Type I: the whole cycle went through intense dissolution, dominated by bioclastic micrite limestone, 0.6-2.2 m in single layer thickness (averaging 1.34 m), and 8.05 m in total cycle thickness. Bioclastic micrite is occasionally developed at the bottom of the cycle. The cores are dark brown, and the burrow boundaries are fuzzy (Fig. 9a). Type I coupling relationship is mainly affected by the change of sea level.
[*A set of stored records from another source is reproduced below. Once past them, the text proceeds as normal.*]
//! Blob-field background effect: a velocity field that trails the pointer
//! and a compositing pass that draws soft blobs pushed around by it.
//!
//! Everything under [`core`], [`panel`] and [`config`] is plain Rust and
//! builds on any target; the WebGPU and DOM glue only exists on wasm32.

pub mod config;
pub mod constants;
pub mod core;
pub mod error;
pub mod panel;

#[cfg(target_arch = "wasm32")]
mod dom;
#[cfg(target_arch = "wasm32")]
mod events;
#[cfg(target_arch = "wasm32")]
mod frame;
#[cfg(target_arch = "wasm32")]
mod render;
#[cfg(target_arch = "wasm32")]
mod session;

#[cfg(target_arch = "wasm32")]
pub use wasm::*;

#[cfg(target_arch = "wasm32")]
mod wasm {
    use crate::constants::DEFAULT_CANVAS_ID;
    use crate::dom;
    use crate::session::Session;
    use std::cell::RefCell;
    use wasm_bindgen::prelude::*;
    use wasm_bindgen_futures::spawn_local;

    thread_local! {
        static SESSION: RefCell<Option<Session>> = const { RefCell::new(None) };
    }

    #[wasm_bindgen(start)]
    pub fn start() -> Result<(), JsValue> {
        console_error_panic_hook::set_once();
        console_log::init_with_level(log::Level::Info).ok();
        log::info!("blob-web starting");

        let has_canvas = dom::window_document()
            .and_then(|d| d.get_element_by_id(DEFAULT_CANVAS_ID))
            .is_some();
        if has_canvas {
            spawn_local(async move {
                if let Err(e) = mount_session(DEFAULT_CANVAS_ID).await {
                    log::error!("init error: {:?}", e);
                }
            });
        } else {
            log::info!("no #{}; waiting for mount()", DEFAULT_CANVAS_ID);
        }
        Ok(())
    }

    /// Mounts the effect on `canvas_id`, replacing any running session.
    #[wasm_bindgen]
    pub async fn mount(canvas_id: String) -> Result<(), JsValue> {
        mount_session(&canvas_id)
            .await
            .map_err(|e| JsValue::from_str(&format!("{:#}", e)))
    }

    #[wasm_bindgen]
    pub fn unmount() {
        if let Some(session) = SESSION.with(|s| s.borrow_mut().take()) {
            session.teardown();
        }
    }

    async fn mount_session(canvas_id: &str) -> anyhow::Result<()> {
        unmount();
        let session = Session::mount(canvas_id).await?;
        SESSION.with(|s| {
            if let Some(old) = s.borrow_mut().replace(session) {
                old.teardown();
            }
        });
        Ok(())
    }
}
The low depositional rate in the lagoon provided a long disturbance time for organisms. The burrow density was high and burrows are interconnected. After filled with coarse-grained debris, the burrow permeability increased significantly. As the sea level declined significantly, the strata were in an atmospheric fresh water environment, intense dissolution occurred in the burrows, and the dissolution scale of burrows were expanded.
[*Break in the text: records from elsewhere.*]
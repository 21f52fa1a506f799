use super::Listeners;
use crate::config::EffectConfig;
use crate::core::{InputEvent, InputQueue};
use crate::dom;
use wasm_bindgen::{JsCast, JsValue};
use web_sys as web;

/// Wires `pointermove`, `touchmove`, `click` and `resize` on the window.
/// Handlers only enqueue; the frame loop applies them.
pub fn wire_input_handlers(
    window: &web::Window,
    canvas: &web::HtmlCanvasElement,
    config: &EffectConfig,
    inputs: &InputQueue,
    listeners: &mut Listeners,
) -> Result<(), JsValue> {
    for event in ["pointermove", "click"] {
        let q = inputs.clone();
        listeners.add(window, event, move |ev: web::Event| {
            if let Some(m) = ev.dyn_ref::<web::MouseEvent>() {
                push_pointer(&q, m.page_x(), m.page_y());
            }
        })?;
    }

    let q = inputs.clone();
    listeners.add(window, "touchmove", move |ev: web::Event| {
        let first = ev
            .dyn_ref::<web::TouchEvent>()
            .and_then(|t| t.target_touches().get(0));
        if let Some(touch) = first {
            push_pointer(&q, touch.page_x(), touch.page_y());
        }
    })?;

    let q = inputs.clone();
    let canvas = canvas.clone();
    let config = config.clone();
    listeners.add(window, "resize", move |_ev: web::Event| {
        let (width, height) = dom::sync_canvas_backing_size(&canvas, &config);
        q.borrow_mut().push_back(InputEvent::Resize { width, height });
    })?;

    log::debug!("[events] input listeners wired");
    Ok(())
}

#[inline]
fn push_pointer(queue: &InputQueue, x: i32, y: i32) {
    queue.borrow_mut().push_back(InputEvent::Pointer {
        x: x as f32,
        y: y as f32,
    });
}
Type II: the whole cycle went throughslight dissolution, dominated by bioclastic micrite and clastizoic micrite, 1.12-2.00 m in single layer thickness (averaging 1.58 m), and 4.75 m in total cycle thickness. The burrows were dissolved and enlarged, the scales were expanded, and the burrow boundaries can still be identified (Fig. 9b). Type II coupling relationship is mainly affected by the decline of sea level. The bioturbation was relatively sufficient, the burrow density was higher, and the sea level decline is small. The formations were still in a seawater diagenetic environment, and the dissolution was slight.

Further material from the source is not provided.